### Work instructions
Give the data again exactly as it is written.

▼

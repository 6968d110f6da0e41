use crate::{handler, Context, Engine, HandlerFunc};
use http::Method;

/// Index of a group in the engine's flat group list. The root group is always `GroupId::ROOT`.
#[derive(Debug, Clone, Copy, PartialEq, Eq, Hash)]
pub struct GroupId(pub(crate) usize);

impl GroupId {
	pub const ROOT: GroupId = GroupId(0);
}

/// Stored state of a group. `parent` is informational only; dispatch never walks it.
pub(crate) struct GroupEntry {
	pub(crate) prefix: String,
	pub(crate) middlewares: Vec<HandlerFunc>,
	pub(crate) parent: Option<GroupId>,
}

impl GroupEntry {
	pub(crate) fn root() -> Self {
		Self {
			prefix: String::new(),
			middlewares: vec![],
			parent: None,
		}
	}
}

/// A handle for registering routes and middleware under a shared path prefix.
///
/// Handles borrow the engine, so only one is live at a time; keep the [`GroupId`] around and use
/// [`Engine::group_by_id`] to come back to a group later.
pub struct RouterGroup<'a> {
	engine: &'a mut Engine,
	id: GroupId,
}

impl<'a> RouterGroup<'a> {
	pub(crate) fn new(engine: &'a mut Engine, id: GroupId) -> Self {
		Self { engine, id }
	}

	fn entry(&self) -> &GroupEntry {
		&self.engine.groups[self.id.0]
	}

	pub fn id(&self) -> GroupId {
		self.id
	}

	/// The full prefix, including every ancestor's prefix.
	pub fn prefix(&self) -> &str {
		&self.entry().prefix
	}

	pub fn parent(&self) -> Option<GroupId> {
		self.entry().parent
	}

	/// Create a subgroup whose prefix is this group's prefix followed by `prefix`.
	///
	/// The subgroup is appended to the engine's group list; its middleware applies wherever its
	/// prefix matches, at the position it was created in.
	pub fn group(&mut self, prefix: &str) -> RouterGroup<'_> {
		let id = self.engine.push_group(self.id, prefix);
		RouterGroup::new(&mut *self.engine, id)
	}

	/// Append a middleware. Middlewares run in the order they were added.
	pub fn use_middleware<H>(&mut self, middleware: H) -> &mut Self
	where
		H: Fn(&mut Context) + Send + Sync + 'static,
	{
		self.use_handler(handler(middleware))
	}

	pub fn use_handler(&mut self, middleware: HandlerFunc) -> &mut Self {
		self.engine.groups[self.id.0].middlewares.push(middleware);
		self
	}

	/// Register a route at this group's prefix followed by `comp`.
	pub fn add_route<H>(&mut self, method: Method, comp: &str, route: H) -> &mut Self
	where
		H: Fn(&mut Context) + Send + Sync + 'static,
	{
		let pattern = format!("{}{}", self.prefix(), comp);
		self.engine
			.router
			.add_route(method, &pattern, handler(route));
		self
	}

	pub fn get<H>(&mut self, comp: &str, route: H) -> &mut Self
	where
		H: Fn(&mut Context) + Send + Sync + 'static,
	{
		self.add_route(Method::GET, comp, route)
	}

	pub fn post<H>(&mut self, comp: &str, route: H) -> &mut Self
	where
		H: Fn(&mut Context) + Send + Sync + 'static,
	{
		self.add_route(Method::POST, comp, route)
	}

	pub fn put<H>(&mut self, comp: &str, route: H) -> &mut Self
	where
		H: Fn(&mut Context) + Send + Sync + 'static,
	{
		self.add_route(Method::PUT, comp, route)
	}

	pub fn delete<H>(&mut self, comp: &str, route: H) -> &mut Self
	where
		H: Fn(&mut Context) + Send + Sync + 'static,
	{
		self.add_route(Method::DELETE, comp, route)
	}
}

▲

### Answer to the exercise
repository 6968d110f6da0e41
use crate::{handler, Context, Engine, HandlerFunc};
use http::Method;

/// Index of a group in the engine's flat group list. The root group is always `GroupId::ROOT`.
#[derive(Debug, Clone, Copy, PartialEq, Eq, Hash)]
pub struct GroupId(pub(crate) usize);

impl GroupId {
	pub const ROOT: GroupId = GroupId(0);
}

/// Stored state of a group. `parent` is informational only; dispatch never walks it.
pub(crate) struct GroupEntry {
	pub(crate) prefix: String,
	pub(crate) middlewares: Vec<HandlerFunc>,
	pub(crate) parent: Option<GroupId>,
}

impl GroupEntry {
	pub(crate) fn root() -> Self {
		Self {
			prefix: String::new(),
			middlewares: vec![],
			parent: None,
		}
	}
}

/// A handle for registering routes and middleware under a shared path prefix.
///
/// Handles borrow the engine, so only one is live at a time; keep the [`GroupId`] around and use
/// [`Engine::group_by_id`] to come back to a group later.
pub struct RouterGroup<'a> {
	engine: &'a mut Engine,
	id: GroupId,
}

impl<'a> RouterGroup<'a> {
	pub(crate) fn new(engine: &'a mut Engine, id: GroupId) -> Self {
		Self { engine, id }
	}

	fn entry(&self) -> &GroupEntry {
		&self.engine.groups[self.id.0]
	}

	pub fn id(&self) -> GroupId {
		self.id
	}

	/// The full prefix, including every ancestor's prefix.
	pub fn prefix(&self) -> &str {
		&self.entry().prefix
	}

	pub fn parent(&self) -> Option<GroupId> {
		self.entry().parent
	}

	/// Create a subgroup whose prefix is this group's prefix followed by `prefix`.
	///
	/// The subgroup is appended to the engine's group list; its middleware applies wherever its
	/// prefix matches, at the position it was created in.
	pub fn group(&mut self, prefix: &str) -> RouterGroup<'_> {
		let id = self.engine.push_group(self.id, prefix);
		RouterGroup::new(&mut *self.engine, id)
	}

	/// Append a middleware. Middlewares run in the order they were added.
	pub fn use_middleware<H>(&mut self, middleware: H) -> &mut Self
	where
		H: Fn(&mut Context) + Send + Sync + 'static,
	{
		self.use_handler(handler(middleware))
	}

	pub fn use_handler(&mut self, middleware: HandlerFunc) -> &mut Self {
		self.engine.groups[self.id.0].middlewares.push(middleware);
		self
	}

	/// Register a route at this group's prefix followed by `comp`.
	pub fn add_route<H>(&mut self, method: Method, comp: &str, route: H) -> &mut Self
	where
		H: Fn(&mut Context) + Send + Sync + 'static,
	{
		let pattern = format!("{}{}", self.prefix(), comp);
		self.engine
			.router
			.add_route(method, &pattern, handler(route));
		self
	}

	pub fn get<H>(&mut self, comp: &str, route: H) -> &mut Self
	where
		H: Fn(&mut Context) + Send + Sync + 'static,
	{
		self.add_route(Method::GET, comp, route)
	}

	pub fn post<H>(&mut self, comp: &str, route: H) -> &mut Self
	where
		H: Fn(&mut Context) + Send + Sync + 'static,
	{
		self.add_route(Method::POST, comp, route)
	}

	pub fn put<H>(&mut self, comp: &str, route: H) -> &mut Self
	where
		H: Fn(&mut Context) + Send + Sync + 'static,
	{
		self.add_route(Method::PUT, comp, route)
	}

	pub fn delete<H>(&mut self, comp: &str, route: H) -> &mut Self
	where
		H: Fn(&mut Context) + Send + Sync + 'static,
	{
		self.add_route(Method::DELETE, comp, route)
	}
}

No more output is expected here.